Sharing our journey of learning world models from 790 years of long videos.
Over the past decade, AI progress has consistently come from compressing large-scale data into model parameters:
• AlexNet → 1.2M ImageNet images
• GPT-3 → 300B Common Crawl tokens
So what data modality remains massively underutilized yet fundamental?
Our answer: long videos.
Why long videos?
Because the world is not a set of isolated images or short captions. It is spatially and temporally extended multimodal experience.
Long videos capture rich context, causality, and temporal consistency. They are the closest public proxy to “the world unfolding.”
But they are also difficult to learn from: minute- or hour-long sequences, high redundancy, and multimodality.
The key question becomes: How can we turn raw long videos into something a model can learn efficiently, similar to how GPT learns from text?
Our insight: reduce long videos into frames and words. A simple three-step pipeline works surprisingly well:
1.ASR → convert audio into structured text with word-level timestamps
2.Keyframes → extract visually meaningful frames
3.Interleave frames and words → Frame → Text → Frame → Text …
The result is a multimodal sequence that represents the world as it unfolds.
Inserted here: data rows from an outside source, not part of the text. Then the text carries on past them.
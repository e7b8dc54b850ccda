//! Seeded mock investor-flow generator.
//!
//! Produces plausible weekday records for tests, demos and the synthetic
//! fallback. Randomness always comes from an explicitly seeded `StdRng`, so
//! the same seed and date span yield identical records.

use chrono::{Datelike, NaiveDate, Weekday};
use rand::rngs::StdRng;
use rand::{Rng, SeedableRng};

use crate::domain::DailyFlowRecord;

const DEFAULT_START_INDEX: f64 = 2_600.0;
const DEFAULT_SELL_BIAS: f64 = 0.5;
/// Extra sell probability on the day after a selling day, producing runs.
const PERSISTENCE: f64 = 0.15;

#[derive(Debug, Clone)]
pub struct MockFlowGenerator {
    rng: StdRng,
    sell_bias: f64,
    index: f64,
}

impl MockFlowGenerator {
    pub fn new(seed: u64) -> Self {
        Self {
            rng: StdRng::seed_from_u64(seed),
            sell_bias: DEFAULT_SELL_BIAS,
            index: DEFAULT_START_INDEX,
        }
    }

    /// Probability that the financial-investment class sells on a fresh day.
    /// Clamped to `[0.0, 0.95]`; a non-finite bias keeps the default.
    pub fn with_sell_bias(mut self, bias: f64) -> Self {
        self.sell_bias = if bias.is_finite() {
            bias.clamp(0.0, 0.95)
        } else {
            DEFAULT_SELL_BIAS
        };
        self
    }

    /// One record per weekday in `[start, end]` (bounds swapped if inverted).
    pub fn generate(&mut self, start: NaiveDate, end: NaiveDate) -> Vec<DailyFlowRecord> {
        let (start, end) = if start <= end { (start, end) } else { (end, start) };
        let mut records = Vec::new();
        let mut prev_sell = false;

        for date in start.iter_days().take_while(|d| *d <= end) {
            if matches!(date.weekday(), Weekday::Sat | Weekday::Sun) {
                continue;
            }
            let record = self.next_record(date, prev_sell);
            prev_sell = record.is_financial_sell();
            records.push(record);
        }

        records
    }

    fn amount(&mut self, lo: f64, hi: f64) -> f64 {
        self.rng.gen_range(lo..hi).round()
    }

    fn next_record(&mut self, date: NaiveDate, prev_sell: bool) -> DailyFlowRecord {
        let sell_prob = if prev_sell {
            (self.sell_bias + PERSISTENCE).min(0.95)
        } else {
            self.sell_bias
        };
        let magnitude = self.amount(200.0, 3_000.0);
        let financial_investment = if self.rng.gen_bool(sell_prob) {
            -magnitude
        } else {
            magnitude
        };

        let insurance = self.amount(-300.0, 300.0);
        let investment_trust = self.amount(-500.0, 500.0);
        let bank = self.amount(-150.0, 150.0);
        let other_financial = self.amount(-100.0, 100.0);
        let pension = self.amount(-600.0, 600.0);
        let institution =
            financial_investment + insurance + investment_trust + bank + other_financial + pension;

        let individual = self.amount(-4_000.0, 4_000.0);
        let foreign = self.amount(-4_000.0, 4_000.0);
        let other_corporation = -(individual + foreign + institution);

        let pct: f64 = self.rng.gen_range(-0.02..0.02);
        let change = (self.index * pct * 100.0).round() / 100.0;
        self.index = ((self.index + change).max(0.0) * 100.0).round() / 100.0;

        DailyFlowRecord {
            date,
            kospi_index: Some(self.index),
            kospi_change: Some(change),
            individual,
            foreign,
            institution,
            financial_investment,
            insurance,
            investment_trust,
            bank,
            other_financial,
            pension,
            other_corporation,
        }
    }
}
use leptos::prelude::*;

/// Accent colour of a summary card.
#[derive(Debug, Clone, Copy, PartialEq, Eq)]
pub enum Accent {
    Primary,
    Success,
    Purple,
    Amber,
}

impl Accent {
    fn class(&self) -> &'static str {
        match self {
            Accent::Primary => "stat-card stat-primary",
            Accent::Success => "stat-card stat-success",
            Accent::Purple => "stat-card stat-purple",
            Accent::Amber => "stat-card stat-amber",
        }
    }
}

/// Format an average the way the backend rounds it (two decimals, trailing
/// zeros dropped).
pub fn format_stat(value: f64) -> String {
    let rounded = format!("{:.2}", value);
    rounded.trim_end_matches('0').trim_end_matches('.').to_string()
}

#[component]
pub fn StatCard(
    /// Card label, e.g. "Avg Pressure"
    #[prop(into)]
    label: String,
    /// Displayed value
    #[prop(into)]
    value: String,
    /// Hover hint explaining the metric
    #[prop(optional, into)]
    hint: Option<String>,
    accent: Accent,
) -> impl IntoView {
    let aria = label.clone();
    view! {
        <div class=accent.class() role="article" aria-label=aria>
            <div class="stat-label" title=hint.unwrap_or_default()>{label}</div>
            <div class="stat-value">{value}</div>
        </div>
    }
}
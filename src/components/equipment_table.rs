//! Per-row equipment records of a dataset.

use leptos::prelude::*;

use crate::components::stat_card::format_stat;
use crate::models::EquipmentRecord;

#[component]
pub fn EquipmentTable(records: Vec<EquipmentRecord>) -> impl IntoView {
    if records.is_empty() {
        return view! {
            <p class="table-empty">"No equipment records in this dataset."</p>
        }
        .into_any();
    }

    let count = records.len();
    view! {
        <div class="card table-card">
            <div class="card-header">
                <h3 class="card-title">"Equipment Records"</h3>
                <span class="badge badge-primary">{format!("{} rows", count)}</span>
            </div>
            <div class="table-scroll">
                <table class="data-table">
                    <thead>
                        <tr>
                            <th>"Equipment Name"</th>
                            <th>"Type"</th>
                            <th class="num">"Flowrate"</th>
                            <th class="num">"Pressure"</th>
                            <th class="num">"Temperature"</th>
                        </tr>
                    </thead>
                    <tbody>
                        {records.into_iter().map(|r| view! {
                            <tr>
                                <td>{r.equipment_name}</td>
                                <td>{r.equipment_type}</td>
                                <td class="num">{format_stat(r.flowrate)}</td>
                                <td class="num">{format_stat(r.pressure)}</td>
                                <td class="num">{format_stat(r.temperature)}</td>
                            </tr>
                        }).collect::<Vec<_>>()}
                    </tbody>
                </table>
            </div>
        </div>
    }
    .into_any()
}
Data statistics of Emu3.5’s video interleaved data

Video interleaved data samples from Emu3.5’s pre-training dataset
Once long videos are converted into frames and words, we tokenize the sequence and train with a simple and scalable objective: next-token prediction (NTP).
No extra tasks.
No special losses.
No complex components.
Just as GPT learns the next word, a multimodal model can learn the next state.This simplicity is what makes scaling possible.

Overall training pipeline of Emu3.5
What emerges from long-video training?
Models begin to exhibit:
•long-range spatiotemporal consistency
•coherent visual–language generation
•open world any-to-image generation
•world exploration and manipulation
Directly from next-state prediction over long-horizon experience.

Prompt:Move the virtual camera down to show a street-level view

Prompt:Predict the next stage of the flower.

Prompt:The animal stands up, hiding behind a large red door and peeking its head out; predict what happens next.

Prompt:This is an urban village in Guangzhou. What will it look like in 10 years? And in 50 years?
Long videos are still vastly underexplored.
But they may be the richest, most scalable source of world knowledge available today.
As we scale data, modeling, and tokenization, we believe long videos will become a central fuel for world models, just as web text was for language models.